── Data extracts

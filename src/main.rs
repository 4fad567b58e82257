//! travis-yml CLI
//!
//! Entry point for the `travis-yml` command-line tool.

use clap::{Args, Parser, Subcommand};
use serde_json::{Map, Value};
use std::path::{Path, PathBuf};
use std::process;
use travis_qa::{PluginQa, QaOptions};
use travis_scripts::generator::{check_compatible, read_manifest, required_version};
use travis_scripts::{GenerateOptions, GenerationSummary, Generator, Target};
use tracing_subscriber::EnvFilter;

#[derive(Parser)]
#[command(name = "travis-yml")]
#[command(about = "Generates and checks .travis.yml files", version)]
struct Cli {
    /// Log what is being detected and kept
    #[arg(long, short = 'v', global = true)]
    verbose: bool,

    #[command(subcommand)]
    command: Commands,
}

#[derive(Subcommand)]
enum Commands {
    /// Generate (or regenerate) a .travis.yml file
    Generate(GenerateArgs),

    /// Run the plugin quality checks
    Qa {
        /// Plugin directory to check
        plugin_dir: PathBuf,

        /// Expected plugin name
        #[arg(long, env = "PLUGIN_NAME")]
        plugin_name: String,

        /// Repository slug, `owner/repo`
        #[arg(long, env = "TRAVIS_REPO_SLUG")]
        repo_slug: String,

        /// Repository description plugin.json must match
        #[arg(long)]
        expected_description: Option<String>,

        /// Output in JSON format
        #[arg(long)]
        json: bool,
    },

    /// Print the platform version a plugin should be tested against
    RequiredVersion {
        /// Plugin directory holding plugin.json
        plugin_dir: PathBuf,

        /// Highest allowed version instead of the lowest
        #[arg(long)]
        max: bool,

        /// Ignore constraints on versions newer than this one
        #[arg(long)]
        tested_version: Option<String>,
    },

    /// Fail if the plugin requires a newer platform than the tested one
    CheckCompatible {
        /// Plugin directory holding plugin.json
        plugin_dir: PathBuf,

        /// Platform version the plugin is tested against
        #[arg(long)]
        against: String,
    },
}

#[derive(Args)]
#[group(id = "target-kind", multiple = false)]
struct TargetArgs {
    /// Generate for the platform itself
    #[arg(long)]
    core: bool,

    /// Generate for the named plugin
    #[arg(long)]
    plugin: Option<String>,

    /// Generate for the tests-plugins repository at this path
    #[arg(long)]
    tests_plugins: Option<PathBuf>,
}

impl TargetArgs {
    fn target(self) -> Option<Target> {
        if self.core {
            Some(Target::Core)
        } else if let Some(name) = self.plugin {
            Some(Target::Plugin(name))
        } else {
            self.tests_plugins.map(Target::TestsPlugins)
        }
    }
}

#[derive(Args)]
struct GenerateArgs {
    #[command(flatten)]
    target: TargetArgs,

    /// PHP versions to test against (comma-separated, e.g. "7.0,5.6")
    #[arg(long, value_delimiter = ',')]
    php_versions: Option<Vec<String>>,

    /// Travis distribution
    #[arg(long)]
    distribution: Option<String>,

    /// Use the container infrastructure
    #[arg(long)]
    sudo_false: bool,

    /// Add PHP test jobs even if no PHP tests were found
    #[arg(long)]
    force_php_tests: bool,

    /// Add UI test jobs even if no UI tests were found
    #[arg(long)]
    force_ui_tests: bool,

    /// Extra env.global entry, e.g. `MY_VAR=1` or an encrypted `secure: ...` (repeatable)
    #[arg(long)]
    extra_global_env: Vec<String>,

    /// Latest stable release to test plugins against (default: from git tags)
    #[arg(long)]
    latest_stable: Option<String>,

    /// Checkout of the platform
    #[arg(long, env = "PIWIK_ROOT_DIR", default_value = ".")]
    platform_root: PathBuf,

    /// Repository the file belongs to (default: derived from the target)
    #[arg(long)]
    repo_root_dir: Option<PathBuf>,

    /// Write the file here instead
    #[arg(long)]
    dump: Option<PathBuf>,

    /// Print a JSON summary
    #[arg(long)]
    json: bool,
}

impl GenerateArgs {
    /// Settings given on the command line, as a config layer
    fn overrides(&self) -> Option<Value> {
        let mut layer = Map::new();

        if let Some(versions) = &self.php_versions {
            layer.insert("php_versions".to_string(), Value::from(versions.clone()));
        }
        if let Some(distribution) = &self.distribution {
            layer.insert("distribution".to_string(), Value::from(distribution.clone()));
        }
        for (key, set) in [
            ("sudo_false", self.sudo_false),
            ("force_php_tests", self.force_php_tests),
            ("force_ui_tests", self.force_ui_tests),
        ] {
            if set {
                layer.insert(key.to_string(), Value::Bool(true));
            }
        }
        if !self.extra_global_env.is_empty() {
            layer.insert(
                "extra_global_env".to_string(),
                Value::from(self.extra_global_env.clone()),
            );
        }
        if let Some(version) = &self.latest_stable {
            layer.insert("latest_stable".to_string(), Value::from(version.clone()));
        }

        if layer.is_empty() {
            None
        } else {
            Some(Value::Object(layer))
        }
    }
}

fn main() {
    let cli = Cli::parse();
    init_logging(cli.verbose);

    match cli.command {
        Commands::Generate(args) => run_generate(args),
        Commands::Qa {
            plugin_dir,
            plugin_name,
            repo_slug,
            expected_description,
            json,
        } => run_qa(
            QaOptions {
                plugin_dir,
                plugin_name,
                repo_slug,
                expected_description,
            },
            json,
        ),
        Commands::RequiredVersion {
            plugin_dir,
            max,
            tested_version,
        } => run_required_version(&plugin_dir, max, tested_version.as_deref()),
        Commands::CheckCompatible { plugin_dir, against } => {
            run_check_compatible(&plugin_dir, &against)
        }
    }
}

fn init_logging(verbose: bool) {
    let default_level = if verbose { "info" } else { "warn" };
    tracing_subscriber::fmt()
        .with_env_filter(
            EnvFilter::try_from_default_env().unwrap_or_else(|_| EnvFilter::new(default_level)),
        )
        .with_writer(std::io::stderr)
        .with_target(false)
        .init();
}

fn run_generate(args: GenerateArgs) {
    let overrides = args.overrides();
    let json = args.json;
    let options = GenerateOptions {
        target: args.target.target(),
        platform_root: args.platform_root,
        repo_root_dir: args.repo_root_dir,
        dump: args.dump,
    };

    let generator = match Generator::new(options, overrides) {
        Ok(g) => g,
        Err(e) => {
            eprintln!("Error: {}", e);
            process::exit(1);
        }
    };

    let generation = match generator.generate() {
        Ok(g) => g,
        Err(e) => {
            eprintln!("Error: {}", e);
            process::exit(1);
        }
    };

    if let Err(e) = generator.write(&generation) {
        eprintln!("Error: {}", e);
        process::exit(1);
    }

    let summary = GenerationSummary::from_generation(&generation);
    if json {
        match summary.to_json() {
            Ok(json) => println!("{}", json),
            Err(e) => {
                eprintln!("Error serializing summary: {}", e);
                process::exit(1);
            }
        }
    } else {
        println!("{}", summary.to_human());
    }
}

fn run_qa(options: QaOptions, json: bool) {
    let qa = match PluginQa::new(options) {
        Ok(qa) => qa,
        Err(e) => {
            eprintln!("Error: {}", e);
            process::exit(1);
        }
    };

    let report = qa.run();
    if json {
        match report.to_json() {
            Ok(json) => println!("{}", json),
            Err(e) => {
                eprintln!("Error serializing report: {}", e);
                process::exit(1);
            }
        }
    } else {
        print!("{}", report.to_human());
    }

    if !report.passed() {
        process::exit(1);
    }
}

fn run_required_version(plugin_dir: &Path, max: bool, tested_version: Option<&str>) {
    let manifest = match read_manifest(plugin_dir) {
        Ok(manifest) => manifest,
        Err(e) => {
            eprintln!("Error: {}", e);
            process::exit(1);
        }
    };

    println!("{}", required_version(&manifest, tested_version, max));
}

fn run_check_compatible(plugin_dir: &Path, against: &str) {
    let manifest = match read_manifest(plugin_dir) {
        Ok(manifest) => manifest,
        Err(e) => {
            eprintln!("Error: {}", e);
            process::exit(1);
        }
    };

    let mut compatible = true;
    for result in check_compatible(&manifest, against) {
        if result.compatible {
            println!(
                "Required platform version '{}' is satisfied by the tested version {}",
                result.required, against
            );
        } else {
            compatible = false;
            eprintln!(
                "Required platform version '{}' is newer than the tested version {}",
                result.required, against
            );
            eprintln!(
                "Did the plugin require a version that does not exist yet? \
                 Make sure PIWIK_TEST_TARGET names the right version, branch or commit."
            );
        }
    }

    if !compatible {
        process::exit(1);
    }
}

────

▸ **Task prompt**
Wherever the word "GenerateArgs" appears in the data, return the whole line.

▸ **Answer area**
    Generate(GenerateArgs),
struct GenerateArgs {
impl GenerateArgs {
fn run_generate(args: GenerateArgs) {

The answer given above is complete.